Say how many lines of the data contain "done", and nothing more.

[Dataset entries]
-=-=-=-=-
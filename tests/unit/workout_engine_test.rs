//! Unit tests for workout execution

use ergsim::workouts::engine::WorkoutEngine;
use ergsim::workouts::plan::WorkoutStep;
use ergsim::workouts::types::ActiveWorkout;

fn pyramid() -> ActiveWorkout {
    ActiveWorkout::from_steps(
        "Pyramid",
        &[
            WorkoutStep::Warmup {
                duration: 300,
                power_low: 0.4,
                power_high: 0.7,
            },
            WorkoutStep::SteadyState {
                duration: 240,
                power: 1.05,
            },
            WorkoutStep::Cooldown {
                duration: 180,
                power_low: 0.7,
                power_high: 0.4,
            },
        ],
    )
    .unwrap()
}

#[test]
fn test_total_is_sum_of_segments() {
    let workout = pyramid();
    let sum: u32 = workout.segments().iter().map(|s| s.duration_seconds).sum();
    assert_eq!(workout.total_duration(), sum);
}

#[test]
fn test_every_second_resolves_to_one_segment() {
    let workout = pyramid();
    let mut previous_index = 0;
    for second in 0..workout.total_duration() {
        let position = workout
            .segment_at(second as f64)
            .unwrap_or_else(|| panic!("no segment at {}s", second));
        assert!(position.index >= previous_index);
        previous_index = position.index;
    }
    assert!(workout.segment_at(workout.total_duration() as f64).is_none());
}

#[test]
fn test_ramp_targets() {
    let mut engine = WorkoutEngine::new(pyramid());

    // Halfway through the warmup: 0.55 × 250 W
    engine.advance(150.0);
    let target = engine.target_watts(250, 1.0).unwrap();
    assert!((target - 137.5).abs() < 1e-6);

    // Steady block at 90% intensity
    engine.advance(200.0);
    let target = engine.target_watts(250, 0.9).unwrap();
    assert!((target - 1.05 * 250.0 * 0.9).abs() < 1e-6);
}

#[test]
fn test_finishes_after_total() {
    let mut engine = WorkoutEngine::new(pyramid());
    engine.advance(719.0);
    assert!(!engine.is_finished());
    assert!(engine.target_watts(200, 1.0).is_some());

    engine.advance(2.0);
    assert!(engine.is_finished());
    assert!(engine.target_watts(200, 1.0).is_none());
    assert!(engine.snapshot(200, 1.0).is_none());
    assert_eq!(engine.completion_percent(), 100.0);
}

#[test]
fn test_snapshot_fields() {
    let mut engine = WorkoutEngine::new(pyramid());
    engine.advance(290.0);

    let snapshot = engine.snapshot(200, 1.1).unwrap();
    assert_eq!(snapshot.workout_name, "Pyramid");
    assert_eq!(snapshot.segment_index, 0);
    assert_eq!(snapshot.segment_remaining_seconds, 10);
    // Next target is the steady block at nominal intensity
    assert_eq!(snapshot.next_target_power, 210);
    assert_eq!(snapshot.intensity_percent, 110);
    assert!((snapshot.completion_percent - 290.0 / 720.0 * 100.0).abs() < 1e-9);
}
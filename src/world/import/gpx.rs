//! GPX parser for route import.

use super::{GpsPoint, ImportError};

fn to_gps_point(waypoint: &gpx::Waypoint) -> GpsPoint {
    let point = waypoint.point();
    GpsPoint {
        latitude: point.y(),
        longitude: point.x(),
        elevation: waypoint.elevation,
    }
}

/// Points and name read from one GPX document
#[derive(Debug, Clone, PartialEq)]
pub struct GpxRoute {
    pub name: Option<String>,
    pub points: Vec<GpsPoint>,
}

/// Parse GPX content once, keeping both the points and the name.
///
/// Track points are used when present, otherwise route points.
pub fn read_gpx(content: &[u8]) -> Result<GpxRoute, ImportError> {
    let gpx_data: gpx::Gpx =
        gpx::read(content).map_err(|e| ImportError::ParseError(format!("GPX parse error: {}", e)))?;

    let points = collect_points(&gpx_data);
    if points.len() < 2 {
        return Err(ImportError::ParseError(
            "GPX file does not contain enough GPS points".to_string(),
        ));
    }

    tracing::debug!("Parsed {} GPX points", points.len());
    Ok(GpxRoute {
        name: route_name(&gpx_data),
        points,
    })
}

/// Parse GPX content into GPS points.
pub fn parse_gpx(content: &[u8]) -> Result<Vec<GpsPoint>, ImportError> {
    read_gpx(content).map(|route| route.points)
}

/// Extract the route name from GPX content
pub fn extract_name(content: &[u8]) -> Option<String> {
    gpx::read(content).ok().and_then(|gpx_data| route_name(&gpx_data))
}

fn collect_points(gpx_data: &gpx::Gpx) -> Vec<GpsPoint> {
    let points: Vec<GpsPoint> = gpx_data
        .tracks
        .iter()
        .flat_map(|track| track.segments.iter())
        .flat_map(|segment| segment.points.iter())
        .map(to_gps_point)
        .collect();

    if !points.is_empty() {
        return points;
    }
    gpx_data
        .routes
        .iter()
        .flat_map(|route| route.points.iter())
        .map(to_gps_point)
        .collect()
}

fn route_name(gpx_data: &gpx::Gpx) -> Option<String> {
    gpx_data
        .tracks
        .iter()
        .find_map(|t| t.name.clone())
        .or_else(|| gpx_data.routes.iter().find_map(|r| r.name.clone()))
        .or_else(|| gpx_data.metadata.as_ref().and_then(|m| m.name.clone()))
}
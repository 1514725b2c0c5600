//! A single grid cell.

use crate::biomes::Biome;
use crate::config::WorldConfig;
use crate::world::coords::TilePos;
use crate::world::entities::EntityId;

/// One tile of a chunk.
///
/// `present` and `destination` are weak references: they name an entity in
/// the registry but never own it.
#[derive(Clone, Debug, PartialEq)]
pub struct Tile {
    pub pos: TilePos,
    pub biome: Biome,
    /// Grass on Plains, berries on Forest, zero elsewhere
    pub resource: f32,
    /// Entity currently standing here
    pub present: Option<EntityId>,
    /// Entity that has claimed this tile as its movement target
    pub destination: Option<EntityId>,
}

impl Tile {
    pub fn new(pos: TilePos, biome: Biome, config: &WorldConfig) -> Self {
        Self {
            pos,
            biome,
            resource: resource_capacity(biome, config),
            present: None,
            destination: None,
        }
    }

    pub fn is_passable(&self) -> bool {
        self.biome.is_passable()
    }

    pub fn traversal_cost(&self) -> f32 {
        self.biome.traversal_cost()
    }

    /// Whether `id` may target this tile: a valid destination biome that is
    /// unclaimed or already claimed by `id`.
    pub fn is_available_to(&self, id: EntityId) -> bool {
        self.biome.is_valid_destination() && self.destination.map_or(true, |d| d == id)
    }

    /// Claim the destination slot. Fails if another entity holds it.
    pub fn reserve(&mut self, id: EntityId) -> bool {
        match self.destination {
            Some(holder) if holder != id => false,
            _ => {
                self.destination = Some(id);
                true
            }
        }
    }

    /// Release the destination slot if `id` holds it.
    pub fn release(&mut self, id: EntityId) {
        if self.destination == Some(id) {
            self.destination = None;
        }
    }

    /// Remove up to `amount` of the tile resource, returning what was taken.
    pub fn take_resource(&mut self, amount: f32) -> f32 {
        let taken = amount.max(0.0).min(self.resource);
        self.resource -= taken;
        taken
    }

    /// Regrow toward the biome's capacity.
    pub fn regrow(&mut self, amount: f32, config: &WorldConfig) {
        let cap = resource_capacity(self.biome, config);
        self.resource = (self.resource + amount).min(cap);
    }
}

/// Resource a fresh tile of `biome` starts with (and regrows to).
pub fn resource_capacity(biome: Biome, config: &WorldConfig) -> f32 {
    match biome {
        Biome::Plains => config.initial_grass,
        Biome::Forest => config.initial_berries,
        _ => 0.0,
    }
}

#[cfg(test)]
mod tests {
    use super::*;

    #[test]
    fn test_reservation_is_single_slot() {
        let config = WorldConfig::default();
        let mut tile = Tile::new(TilePos::new(0, 0), Biome::Plains, &config);
        let a = EntityId(1);
        let b = EntityId(2);

        assert!(tile.reserve(a));
        assert!(tile.reserve(a));
        assert!(!tile.reserve(b));
        assert!(!tile.is_available_to(b));

        tile.release(b);
        assert_eq!(tile.destination, Some(a));
        tile.release(a);
        assert!(tile.is_available_to(b));
    }

    #[test]
    fn test_water_is_never_available() {
        let config = WorldConfig::default();
        let tile = Tile::new(TilePos::new(0, 0), Biome::Water, &config);
        assert!(!tile.is_available_to(EntityId(1)));
        assert!(!tile.is_passable());
    }

    #[test]
    fn test_resource_take_and_regrow() {
        let config = WorldConfig::default();
        let mut tile = Tile::new(TilePos::new(0, 0), Biome::Plains, &config);
        assert_eq!(tile.resource, config.initial_grass);

        assert_eq!(tile.take_resource(30.0), 30.0);
        assert_eq!(tile.take_resource(500.0), config.initial_grass - 30.0);
        assert_eq!(tile.resource, 0.0);

        tile.regrow(1000.0, &config);
        assert_eq!(tile.resource, config.initial_grass);
    }
}
//! Prioritised, interruptible, linked tasks.
//!
//! A task moves Pending -> Executing -> Completed, with two side exits:
//! Interrupted (not enough energy this tick; the task stays at the head and
//! resumes unchanged later) and Cancelled (dropped together with its linked
//! follow-ups). The queue keeps tasks sorted by descending priority, stable
//! among equals; its head is the current task.

use std::collections::VecDeque;

use tracing::{debug, trace};

use crate::simulation::actions::{Action, ActionContext, ActionStatus};
use crate::simulation::agent::Agent;
use crate::simulation::needs::Need;
use crate::world::{EntityId, TilePos, World};

#[derive(Clone, Copy, Debug, PartialEq, Eq)]
pub enum TaskState {
    Pending,
    Executing,
    Completed,
    Interrupted,
    Cancelled,
}

#[derive(Clone, Debug)]
pub struct Task {
    pub name: String,
    pub action: Action,
    /// Higher runs first
    pub priority: i32,
    /// Energy spent per simulated second while executing
    pub energy_cost: f32,
    pub state: TaskState,
    pub interrupted: bool,
    /// Need this task is meant to relieve, if any
    pub need: Option<Need>,
    /// Destination tile claimed for this task
    pub reservation: Option<TilePos>,
    /// Follow-ups, promoted in order as each completes
    pub linked: Vec<Task>,
    /// Consecutive ticks without progress
    pub stalls: u32,
}

impl Task {
    pub fn new(name: impl Into<String>, action: Action, priority: i32) -> Self {
        Task {
            name: name.into(),
            action,
            priority,
            energy_cost: 0.0,
            state: TaskState::Pending,
            interrupted: false,
            need: None,
            reservation: None,
            linked: Vec::new(),
            stalls: 0,
        }
    }

    pub fn with_energy_cost(mut self, cost: f32) -> Self {
        self.energy_cost = cost.max(0.0);
        self
    }

    pub fn for_need(mut self, need: Need) -> Self {
        self.need = Some(need);
        self
    }

    pub fn with_reservation(mut self, tile: TilePos) -> Self {
        self.reservation = Some(tile);
        self
    }

    pub fn complete(&mut self) {
        self.state = TaskState::Completed;
    }

    pub fn interrupt(&mut self) {
        self.state = TaskState::Interrupted;
        self.interrupted = true;
    }

    /// Whether this task or any follow-up targets `need`.
    pub fn addresses(&self, need: Need) -> bool {
        self.need == Some(need) || self.linked.iter().any(|t| t.addresses(need))
    }

    fn release_reservations(&self, world: &mut World, id: EntityId) {
        if let Some(tile) = self.reservation {
            world.release_destination(tile, id);
        }
        for task in &self.linked {
            task.release_reservations(world, id);
        }
    }
}

/// Chain `tasks` so completing each promotes the next. Returns the head.
pub fn create_linked_tasks(tasks: Vec<Task>) -> Option<Task> {
    let mut next: Option<Task> = None;
    for mut task in tasks.into_iter().rev() {
        if let Some(follow_up) = next.take() {
            task.linked.push(follow_up);
        }
        next = Some(task);
    }
    next
}

/// What happened on one execution step.
#[derive(Clone, Debug, PartialEq)]
pub enum StepReport {
    /// Nothing queued
    Idle,
    Running(String),
    Interrupted(String),
    Completed(String),
    Cancelled(String),
}

#[derive(Clone, Debug, Default)]
pub struct TaskQueue {
    tasks: VecDeque<Task>,
}

impl TaskQueue {
    pub fn new() -> Self {
        Self::default()
    }

    /// Insert by descending priority, after existing tasks of equal priority.
    /// A task that lands ahead of the current one pauses it.
    pub fn add(&mut self, task: Task) {
        let index = self
            .tasks
            .iter()
            .position(|t| t.priority < task.priority)
            .unwrap_or(self.tasks.len());
        if index == 0 {
            if let Some(current) = self.tasks.front_mut() {
                if current.state == TaskState::Executing {
                    current.state = TaskState::Pending;
                }
            }
        }
        trace!(task = %task.name, priority = task.priority, index, "task queued");
        self.tasks.insert(index, task);
    }

    /// Link `tasks` into one chain and queue its head.
    pub fn add_linked(&mut self, tasks: Vec<Task>) {
        if let Some(head) = create_linked_tasks(tasks) {
            self.add(head);
        }
    }

    pub fn current(&self) -> Option<&Task> {
        self.tasks.front()
    }

    pub fn len(&self) -> usize {
        self.tasks.len()
    }

    pub fn is_empty(&self) -> bool {
        self.tasks.is_empty()
    }

    pub fn iter(&self) -> impl Iterator<Item = &Task> {
        self.tasks.iter()
    }

    /// Queued task names, head first.
    pub fn names(&self) -> Vec<String> {
        self.tasks.iter().map(|t| t.name.clone()).collect()
    }

    /// Whether a queued task (or a follow-up) already targets `need`.
    pub fn addresses(&self, need: Need) -> bool {
        self.tasks.iter().any(|t| t.addresses(need))
    }

    /// Drop the current task and its follow-ups, releasing their tiles.
    pub fn cancel_current(&mut self, world: &mut World, id: EntityId) -> Option<Task> {
        let mut task = self.tasks.pop_front()?;
        task.state = TaskState::Cancelled;
        task.release_reservations(world, id);
        debug!(%id, task = %task.name, "task cancelled");
        Some(task)
    }

    /// Cancel everything.
    pub fn clear(&mut self, world: &mut World, id: EntityId) {
        while self.cancel_current(world, id).is_some() {}
    }

    /// Run one step of the current task.
    ///
    /// Energy is checked before the action runs: if the agent cannot pay
    /// `energy_cost * dt` the task is interrupted and left at the head with
    /// nothing deducted.
    pub fn execute(&mut self, agent: &mut Agent, world: &mut World, ctx: &ActionContext, dt: f32) -> StepReport {
        let Some(task) = self.tasks.front_mut() else {
            return StepReport::Idle;
        };

        let cost = task.energy_cost * dt;
        if !agent.needs.try_spend_energy(cost) {
            if task.state != TaskState::Interrupted {
                debug!(agent = %agent.name, task = %task.name, "task interrupted, not enough energy");
            }
            task.interrupt();
            return StepReport::Interrupted(task.name.clone());
        }
        if task.state != TaskState::Executing {
            trace!(agent = %agent.name, task = %task.name, "task started");
        }
        task.state = TaskState::Executing;

        match task.action.run(agent, world, ctx, dt) {
            ActionStatus::Running => {
                task.stalls = 0;
                StepReport::Running(task.name.clone())
            }
            ActionStatus::Completed => {
                task.complete();
                self.finish_current(world, ctx.id)
            }
            ActionStatus::Stalled => {
                task.stalls += 1;
                if task.stalls >= ctx.agent.task_stall_limit {
                    let name = task.name.clone();
                    self.cancel_current(world, ctx.id);
                    StepReport::Cancelled(name)
                } else {
                    StepReport::Running(task.name.clone())
                }
            }
            ActionStatus::Failed => {
                let name = task.name.clone();
                self.cancel_current(world, ctx.id);
                StepReport::Cancelled(name)
            }
        }
    }

    /// Pop a completed head and promote its first follow-up to the front.
    fn finish_current(&mut self, world: &mut World, id: EntityId) -> StepReport {
        let Some(mut done) = self.tasks.pop_front() else {
            return StepReport::Idle;
        };
        let name = std::mem::take(&mut done.name);
        debug!(%id, task = %name, "task completed");

        let mut follow_ups = std::mem::take(&mut done.linked).into_iter();
        let next = follow_ups.next().map(|mut next| {
            next.linked.extend(follow_ups);
            next
        });

        // Keep a tile claimed if the follow-up still needs it
        if let Some(tile) = done.reservation {
            if next.as_ref().and_then(|n| n.reservation) != Some(tile) {
                world.release_destination(tile, id);
            }
        }
        if let Some(next) = next {
            self.tasks.push_front(next);
        }
        StepReport::Completed(name)
    }
}

#[cfg(test)]
mod tests {
    use super::*;
    use crate::biomes::{Biome, BiomeBand};
    use crate::config::SimConfig;
    use crate::world::Position;

    fn setup() -> (World, Agent, SimConfig) {
        let mut config = SimConfig::with_seed(11);
        config.world.chunk_size = 8;
        config.world.biomes = vec![BiomeBand::new(Biome::Plains, -1.0, 1.01)];
        let world = World::new(config.clone()).unwrap();
        let agent = Agent::new("Tester", Position::new(0.5, 0.5), &config.agent, 1);
        (world, agent, config)
    }

    fn rest(name: &str, priority: i32) -> Task {
        Task::new(name, Action::Rest, priority)
    }

    #[test]
    fn test_priority_order_is_stable() {
        let mut queue = TaskQueue::new();
        queue.add(rest("a10", 10));
        queue.add(rest("b50", 50));
        queue.add(rest("c50", 50));
        queue.add(rest("d5", 5));
        assert_eq!(queue.names(), vec!["b50", "c50", "a10", "d5"]);
    }

    #[test]
    fn test_execution_follows_priority() {
        let (mut world, mut agent, config) = setup();
        let ctx = ActionContext::new(EntityId(1), &config);
        let mut queue = TaskQueue::new();
        for (name, priority) in [("a10", 10), ("b50", 50), ("c50", 50), ("d5", 5)] {
            queue.add(rest(name, priority));
        }

        // Rest completes at once for a fully rested agent
        let mut order = Vec::new();
        while let StepReport::Completed(name) = queue.execute(&mut agent, &mut world, &ctx, 0.1) {
            order.push(name);
        }
        assert_eq!(order, vec!["b50", "c50", "a10", "d5"]);
        assert!(queue.is_empty());
    }

    #[test]
    fn test_completion_promotes_linked_task() {
        let (mut world, mut agent, config) = setup();
        let ctx = ActionContext::new(EntityId(1), &config);
        let mut queue = TaskQueue::new();
        queue.add(rest("other", 20));
        queue.add_linked(vec![rest("first", 10), rest("second", 1), rest("third", 1)]);
        assert_eq!(queue.len(), 2);

        assert_eq!(queue.execute(&mut agent, &mut world, &ctx, 0.1), StepReport::Completed("other".into()));
        assert_eq!(queue.execute(&mut agent, &mut world, &ctx, 0.1), StepReport::Completed("first".into()));
        assert_eq!(queue.len(), 1);
        assert_eq!(queue.current().map(|t| t.name.as_str()), Some("second"));
        queue.execute(&mut agent, &mut world, &ctx, 0.1);
        assert_eq!(queue.current().map(|t| t.name.as_str()), Some("third"));
        queue.execute(&mut agent, &mut world, &ctx, 0.1);
        assert!(queue.is_empty());
    }

    #[test]
    fn test_linked_follow_up_jumps_ahead_of_priorities() {
        let (mut world, mut agent, config) = setup();
        let ctx = ActionContext::new(EntityId(1), &config);
        let mut queue = TaskQueue::new();
        queue.add_linked(vec![rest("go", 60), rest("drink", 0)]);
        queue.add(rest("explore", 30));

        queue.execute(&mut agent, &mut world, &ctx, 0.1);
        assert_eq!(queue.names(), vec!["drink", "explore"]);
    }

    #[test]
    fn test_insufficient_energy_interrupts_without_deduction() {
        let (mut world, mut agent, config) = setup();
        let ctx = ActionContext::new(EntityId(1), &config);
        agent.needs.energy = 0.05;
        let mut queue = TaskQueue::new();
        // Already standing on the target: completes on the first paid step
        let here = Task::new("costly", Action::MoveTo { target: TilePos::new(0, 0) }, 10);
        queue.add(here.with_energy_cost(1.0));

        let report = queue.execute(&mut agent, &mut world, &ctx, 0.1);
        assert_eq!(report, StepReport::Interrupted("costly".into()));
        assert_eq!(agent.needs.energy, 0.05);
        let head = queue.current().unwrap();
        assert_eq!(head.state, TaskState::Interrupted);
        assert!(head.interrupted);
        assert_eq!(queue.len(), 1);

        // Energy back: resumes, pays and completes
        agent.needs.energy = 100.0;
        let report = queue.execute(&mut agent, &mut world, &ctx, 0.1);
        assert_eq!(report, StepReport::Completed("costly".into()));
        assert!((agent.needs.energy - 99.9).abs() < 1e-4);
    }

    #[test]
    fn test_addresses_sees_follow_ups() {
        let mut queue = TaskQueue::new();
        queue.add_linked(vec![rest("go", 10), rest("drink", 10).for_need(Need::Thirst)]);
        assert!(queue.addresses(Need::Thirst));
        assert!(!queue.addresses(Need::Hunger));
    }

    #[test]
    fn test_cancel_releases_reservations() {
        let (mut world, _agent, _config) = setup();
        let id = EntityId(1);
        let tile = TilePos::new(3, 0);
        assert!(world.reserve_destination(tile, id));

        let mut queue = TaskQueue::new();
        queue.add_linked(vec![rest("go", 10), rest("drink", 10).with_reservation(tile)]);
        let cancelled = queue.cancel_current(&mut world, id).unwrap();
        assert_eq!(cancelled.state, TaskState::Cancelled);
        assert!(queue.is_empty());
        assert_eq!(world.tile(tile).destination, None);
    }

    #[test]
    fn test_stalled_task_is_cancelled_after_limit() {
        let (mut world, mut agent, mut config) = setup();
        config.agent.task_stall_limit = 3;
        let ctx = ActionContext::new(EntityId(1), &config);
        let goal = TilePos::new(5, 5);
        world.set_biome(goal, Biome::Water);

        let mut queue = TaskQueue::new();
        queue.add(Task::new("walk", Action::MoveTo { target: goal }, 10));
        assert_eq!(queue.execute(&mut agent, &mut world, &ctx, 0.1), StepReport::Running("walk".into()));
        assert_eq!(queue.execute(&mut agent, &mut world, &ctx, 0.1), StepReport::Running("walk".into()));
        assert_eq!(queue.execute(&mut agent, &mut world, &ctx, 0.1), StepReport::Cancelled("walk".into()));
        assert!(queue.is_empty());
    }

    #[test]
    fn test_higher_priority_pauses_current() {
        let (mut world, mut agent, config) = setup();
        let ctx = ActionContext::new(EntityId(1), &config);
        let mut queue = TaskQueue::new();
        queue.add(Task::new("walk", Action::MoveTo { target: TilePos::new(6, 0) }, 10));
        queue.execute(&mut agent, &mut world, &ctx, 0.1);
        assert_eq!(queue.current().map(|t| t.state), Some(TaskState::Executing));

        queue.add(rest("urgent", 90));
        assert_eq!(queue.names(), vec!["urgent", "walk"]);
        assert_eq!(queue.iter().nth(1).map(|t| t.state), Some(TaskState::Pending));
    }
}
-=-=-=-=-
ANSWER SPACE
4